Поэтому под содержанием антропологического дискурса можно понимать набор фундаментальных вопросов о человеке, а также совокупность вариантов ответов на эти вопросы. Таким образом, тематизация «вопроса о человеке» в том или ином дискурсе делает его причастным антропологическому дискурсу.

С другой стороны, от антропологического дискурса как такового нужно отличать дискурс философской антропологии. Несмотря на общую тематику, дискурс философской антропологии предполагает, во-первых, институциональную закреплённость в качестве одной из философских дисциплин. Антропологический дискурс, напротив, не может рассматриваться в таком узко дисциплинарном аспекте. Во-вторых, дискурс философской антропологии рассматривает человека через призму философской традиции. При этом, конечно, учитывается научное или религиозное понимание человека, но, тем не менее, в вопросе о человеке философскую антропологию отличает свой специфический взгляд. Наконец, если говорить о философской антропологии в самом узком смысле, то есть как о направлении в западной философии 20-40-х гг. 20 века (М. Шелер, А. Гелен, Х. Плеснер и др.), то это ещё больше ограничивает тематику рассматриваемого дискурса. Здесь речь может идти о специфическом подходе к пониманию человека, претендующем на интегральность, но не о целостном знании о человеке, поскольку сама эта школа является лишь частью истории философско-антропологической мысли. Данное обстоятельство уже ограничивает её познавательные возможности зависимостью от определённой культурно-исторической ситуации, задающей помимо прочего и соответствующие искажения в понимании человека. Отметим, что исследование любого дискурса не должно ограничиваться рассмотрением только его внутренней, или содержательной стороны. Применительно к нашей ситуации, то есть при обращении к дискурсу интеллектуального типа (или к дискурсу «об идеях»), необходимо также обратить внимание и на те конкретные историко-культурные условия, в которых этот дискурс функционирует. Кроме того, так как в данном случае речь идёт об определённых мыслителях (или, шире, интеллектуалах), то учитывать нужно и общий идейный контекст, частью которого являлась философская концепция Кожева.

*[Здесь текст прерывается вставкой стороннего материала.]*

use std::{
    collections::{BTreeMap, HashMap, HashSet},
    error, fmt,
    hash::Hash,
    str::FromStr,
};

use itertools::Itertools;
use log::{debug, info};
use num::{BigUint, One};

use crate::{group::PermutationGroup, utils::factorial};

#[derive(Debug, Clone, Copy, PartialEq, Eq, Hash)]
pub enum IsoMethod {
    BruteForce,
    ElementOrders,
}

impl IsoMethod {
    pub const ALL: [IsoMethod; 2] = [IsoMethod::BruteForce, IsoMethod::ElementOrders];

    pub fn as_str(&self) -> &'static str {
        match self {
            Self::BruteForce => "brute_force",
            Self::ElementOrders => "element_orders",
        }
    }
}

impl fmt::Display for IsoMethod {
    fn fmt(&self, f: &mut fmt::Formatter<'_>) -> fmt::Result {
        write!(f, "{}", self.as_str())
    }
}

impl FromStr for IsoMethod {
    type Err = IsoSearchError;

    fn from_str(tag: &str) -> Result<Self, Self::Err> {
        Self::ALL
            .into_iter()
            .find(|method| method.as_str() == tag)
            .ok_or_else(|| IsoSearchError::UnknownMethod(tag.to_string()))
    }
}

/*
Impossible means the cheap invariants already differ and no search was run
a search that ran and found nothing is not an error, it is Ok(None)
*/
#[derive(Clone, Debug, PartialEq, Eq)]
pub enum IsoSearchError {
    Impossible,
    UnknownMethod(String),
}

impl fmt::Display for IsoSearchError {
    fn fmt(&self, f: &mut fmt::Formatter<'_>) -> fmt::Result {
        match self {
            Self::Impossible => write!(f, "Isomorphism is not possible"),
            Self::UnknownMethod(tag) => write!(
                f,
                "Invalid method: {}, options are: {}",
                tag,
                IsoMethod::ALL.iter().join(", ")
            ),
        }
    }
}
impl error::Error for IsoSearchError {}

/*
a bijection between the elements of two groups, fixed once found
*/
#[repr(transparent)]
#[derive(Clone, Debug, PartialEq, Eq)]
pub struct Isomorphism<X: Eq + Hash, Y>(HashMap<X, Y>);
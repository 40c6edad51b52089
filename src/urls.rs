//! URL construction for the vmalert explore endpoints.
//!
//! Pure, stateless string assembly: each function maps a server address and a
//! parameter bag to a complete request URL. Parameter values are interpolated
//! verbatim, without percent-encoding, for wire compatibility with the server;
//! callers must supply pre-sanitized tokens (identifiers and state names from
//! a fixed vocabulary, not arbitrary user input).

use crate::types::{GroupsQuery, ItemMode};

const API_PATH: &str = "/vmalert/api/v1";

/// Strip trailing slashes so the joined URL has exactly one separator
/// between the server address and the API path.
fn base(server: &str) -> &str {
    server.trim_end_matches('/')
}

/// Build the URL for listing alerting rule groups.
///
/// Parameter order is part of the contract: `datasource_type` (always
/// `prometheus`), `search`, `type`, `state`, `group_limit`. States render as
/// a single comma-joined value; an empty list renders as `state=`.
///
/// # Example
///
/// ```rust
/// use vmalert_explore_api::{groups_url, GroupsQuery};
///
/// let query = GroupsQuery::new()
///     .with_search("foo")
///     .with_resource_type("alert")
///     .with_state("firing")
///     .with_group_limit(10);
/// assert_eq!(
///     groups_url("http://localhost:8880", &query),
///     "http://localhost:8880/vmalert/api/v1/rules?datasource_type=prometheus&search=foo&type=alert&state=firing&group_limit=10"
/// );
/// ```
pub fn groups_url(server: &str, query: &GroupsQuery) -> String {
    format!(
        "{}{API_PATH}/rules?datasource_type=prometheus&search={}&type={}&state={}&group_limit={}",
        base(server),
        query.search,
        query.resource_type,
        query.states.join(","),
        query.group_limit,
    )
}

/// Build the URL for fetching a single rule or alert.
///
/// The mode string appears both as the path segment and as the prefix of the
/// identifier parameter (`rule_id` / `alert_id`).
pub fn item_url(server: &str, group_id: &str, item_id: &str, mode: ItemMode) -> String {
    let mode = mode.as_str();
    format!(
        "{}{API_PATH}/{mode}?group_id={group_id}&{mode}_id={item_id}",
        base(server),
    )
}

/// Build the URL for fetching a single rule group.
pub fn group_url(server: &str, group_id: &str) -> String {
    format!("{}{API_PATH}/group?group_id={group_id}", base(server))
}

/// Build the URL for fetching the notifier configuration. No query string.
pub fn notifiers_url(server: &str) -> String {
    format!("{}{API_PATH}/notifiers", base(server))
}
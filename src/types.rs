use std::fmt::{Display, Formatter};

/// Kind of item fetched from the detail endpoint.
///
/// The mode selects both the path segment (`/vmalert/api/v1/rule` vs
/// `/vmalert/api/v1/alert`) and the name of the identifier parameter
/// (`rule_id` vs `alert_id`).
#[derive(Debug, Clone, Copy, PartialEq, Eq, Hash)]
pub enum ItemMode {
    Rule,
    Alert,
}

impl ItemMode {
    /// The string substituted verbatim into the URL path and parameter name.
    pub fn as_str(&self) -> &'static str {
        match self {
            ItemMode::Rule => "rule",
            ItemMode::Alert => "alert",
        }
    }
}

impl Display for ItemMode {
    fn fmt(&self, f: &mut Formatter<'_>) -> std::fmt::Result {
        f.write_str(self.as_str())
    }
}

/// Query parameters for the rule-group listing endpoint.
///
/// Values are interpolated into the URL exactly as given: no trimming,
/// case-folding, or percent-encoding. Supply pre-sanitized tokens.
///
/// # Example
///
/// ```rust
/// use vmalert_explore_api::GroupsQuery;
///
/// let query = GroupsQuery::new()
///     .with_search("cpu")
///     .with_resource_type("alert")
///     .with_state("firing")
///     .with_state("pending")
///     .with_group_limit(20);
/// ```
#[derive(Debug, Clone, Default, PartialEq, Eq)]
pub struct GroupsQuery {
    /// Free-text search over group and rule names
    pub search: String,

    /// Rule type filter, e.g. "alert" or "record"
    pub resource_type: String,

    /// State filters, rendered as one comma-joined parameter value.
    /// An empty list renders as `state=` (present but empty).
    pub states: Vec<String>,

    /// Maximum number of groups to return. Rendered as-is, including
    /// zero and negative values; range validation is the caller's job.
    pub group_limit: i64,
}

impl GroupsQuery {
    /// Create an empty query (no search, no type, no states, limit 0)
    pub fn new() -> Self {
        Self::default()
    }

    /// Set the search text
    pub fn with_search(mut self, search: &str) -> Self {
        self.search = search.to_string();
        self
    }

    /// Set the rule type filter
    pub fn with_resource_type(mut self, resource_type: &str) -> Self {
        self.resource_type = resource_type.to_string();
        self
    }

    /// Append a state filter token, e.g. "firing", "pending" or "inactive"
    ///
    /// States are rendered in insertion order.
    pub fn with_state(mut self, state: &str) -> Self {
        self.states.push(state.to_string());
        self
    }

    /// Replace the state filter list
    pub fn with_states(mut self, states: Vec<String>) -> Self {
        self.states = states;
        self
    }

    /// Set the group limit
    pub fn with_group_limit(mut self, limit: i64) -> Self {
        self.group_limit = limit;
        self
    }
}
// src/time_ctrl/reconnect.rs
//! Политика переподключения клиента: фиксированный интервал, бесконечные
//! попытки, сброс коннектора после серии неудач.

use std::time::Duration;

use super::LivenessRules;

/// Что делать после очередной неудачной попытки.
#[derive(Clone, Copy, Debug, PartialEq, Eq)]
pub enum RetryStep {
    /// Подождать `interval` и попробовать тем же коннектором.
    Retry { attempt: u32 },
    /// Выбросить старый handle и начать с чистого.
    ResetConnector,
}

#[derive(Clone, Debug)]
pub struct ReconnectBackoff {
    interval: Duration,
    reset_after: u32,
    failures: u32,
}

impl ReconnectBackoff {
    pub fn new(rules: &LivenessRules) -> Self {
        Self {
            interval: rules.reconnect_interval,
            reset_after: rules.reconnect_attempts_before_reset.max(1),
            failures: 0,
        }
    }

    pub fn interval(&self) -> Duration {
        self.interval
    }

    /// Неудач подряд с последнего сброса.
    pub fn failures(&self) -> u32 {
        self.failures
    }

    pub fn on_failure(&mut self) -> RetryStep {
        self.failures += 1;
        if self.failures >= self.reset_after {
            self.failures = 0;
            RetryStep::ResetConnector
        } else {
            RetryStep::Retry {
                attempt: self.failures,
            }
        }
    }

    pub fn on_success(&mut self) {
        self.failures = 0;
    }
}
//! Сообщения по проводу между хостом и клиентами.
//!
//! Все сообщения — JSON-объекты с полем `type`. Различаем их по форме:
//! у принятого события есть `id`, у кандидата его нет, у ошибки есть
//! флаг `err`, служебные сообщения имеют свои типы.

use serde::{Deserialize, Serialize};

use crate::engine::{EventKind, GameError, GameEvent};

use super::errors::ErrorMessage;

/// Служебные сообщения, не попадающие в лог.
#[derive(Clone, Debug, Serialize, Deserialize, PartialEq, Eq)]
#[serde(tag = "type", rename_all = "kebab-case", rename_all_fields = "camelCase")]
pub enum ControlMessage {
    /// Клиент → хост: "я жив".
    Heartbeat,
    /// Хост → клиент: игра уже идёт, присоединиться можно только зрителем.
    AlreadyStarted,
    /// Хост → клиент: под каким именем принят `join`.
    NameAssigned { requested: String, assigned: String },
}

/// Любое сообщение по проводу.
///
/// Порядок вариантов важен: serde пробует их сверху вниз.
#[derive(Clone, Debug, Serialize, Deserialize, PartialEq, Eq)]
#[serde(untagged)]
pub enum WireMessage {
    /// Хост → клиент: событие из лога, с номером.
    Event(GameEvent),
    /// Клиент → хост: кандидат без номера.
    Candidate(EventKind),
    /// Хост → клиент: отказ по кандидату этого клиента.
    Error(ErrorMessage),
    Control(ControlMessage),
}

impl WireMessage {
    pub fn heartbeat() -> Self {
        WireMessage::Control(ControlMessage::Heartbeat)
    }

    pub fn already_started() -> Self {
        WireMessage::Control(ControlMessage::AlreadyStarted)
    }

    pub fn name_assigned(requested: impl Into<String>, assigned: impl Into<String>) -> Self {
        WireMessage::Control(ControlMessage::NameAssigned {
            requested: requested.into(),
            assigned: assigned.into(),
        })
    }

    /// Короткое имя для логов.
    pub fn label(&self) -> &'static str {
        match self {
            WireMessage::Event(event) => event.kind.name(),
            WireMessage::Candidate(kind) => kind.name(),
            WireMessage::Error(_) => "error",
            WireMessage::Control(ControlMessage::Heartbeat) => "heartbeat",
            WireMessage::Control(ControlMessage::AlreadyStarted) => "already-started",
            WireMessage::Control(ControlMessage::NameAssigned { .. }) => "name-assigned",
        }
    }
}

impl From<GameEvent> for WireMessage {
    fn from(event: GameEvent) -> Self {
        WireMessage::Event(event)
    }
}

impl From<EventKind> for WireMessage {
    fn from(kind: EventKind) -> Self {
        WireMessage::Candidate(kind)
    }
}

impl From<GameError> for WireMessage {
    fn from(err: GameError) -> Self {
        WireMessage::Error(err.into())
    }
}

/// Сообщение → JSON-кадр.
pub fn encode(msg: &WireMessage) -> Result<String, serde_json::Error> {
    serde_json::to_string(msg)
}

/// JSON-кадр → сообщение.
pub fn decode(frame: &str) -> Result<WireMessage, serde_json::Error> {
    serde_json::from_str(frame)
}
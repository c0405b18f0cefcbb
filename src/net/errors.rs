use thiserror::Error;

use crate::engine::GameError;

/// Ошибки транспорта.
#[derive(Clone, Debug, Error, PartialEq, Eq)]
pub enum TransportError {
    #[error("Соединение закрыто")]
    Closed,

    #[error("Комната {0} недоступна")]
    Unreachable(String),

    #[error("Комната {0} уже занята")]
    AddressInUse(String),

    #[error("Не удалось разобрать сообщение: {0}")]
    Codec(String),
}

impl From<serde_json::Error> for TransportError {
    fn from(err: serde_json::Error) -> Self {
        TransportError::Codec(err.to_string())
    }
}

/// Ошибки уровня сессии (хоста или клиента).
#[derive(Debug, Error)]
pub enum SessionError {
    #[error(transparent)]
    Game(#[from] GameError),

    #[error(transparent)]
    Transport(#[from] TransportError),

    /// Цикл сессии уже завершился (handle пережил сессию).
    #[error("Сессия остановлена")]
    Stopped,
}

Культурно-экзистенциальный контекст философии А. Кожева понимается нами в качестве совокупности интеллектуальных, политических и экзистенциальных (личностных) позиций, занимаемых философом на том или ином этапе его биографии. Таким образом нами будут выявлены социокультурные условия функционирования авторского дискурса Кожева.

Александр Владимирович Кожевников родился в 1902 году в очень состоятельной семье московских купцов. В 1920 году он эмигрировал из России, главным образом по причине того, что не мог быть принят в университет, являясь выходцем из «эксплуататорских классов»8. Впоследствии, уже будучи известен как французский философ Кожев, он отмечал, что «покинул Россию сразу же после того, как понял необратимость захвата власти большевиками»9. (Фамилия «Кожев» (фр. Kojve) стала псевдонимом философа с 30-х гг., поскольку, по легенде, слушатели его семинара плохо справлялись с произношением русской фамилии10).

Дискурсно-стилевая стратегия в философских практиках А. Кожева

Противоположные по смыслу понятия, такие как «раб» и «господин», которыми оперирует Кожев, в его трактовке действительно имеют значение только во взаимном противопоставлении, раскрывающем не только их смысл, но и дискурсивный «потенциал». Например, если возникает необходимость «оправдать» позицию раба, связанную по большей части с отрицательными смысловыми коннотациями, то Кожев делает это через противопоставление, показывая несостоятельность «господской» позиции, имеющей, напротив, в основном позитивные коннотации (в ницшеанской трактовке). Важно, что эти понятия берутся только как элементы определённой системы, структура которой предполагает только оппозиционный тип отношений. Проводящееся подобным образом различение, демонстрирующее диалектическую «несостоятельность» одних членов бинарных оппозиций и утверждающее ценность и позитивное значение других, как раз и может рассматриваться в первую очередь как модель языка, которая реализуется в том или ином типе речи (например, в философском дискурсе).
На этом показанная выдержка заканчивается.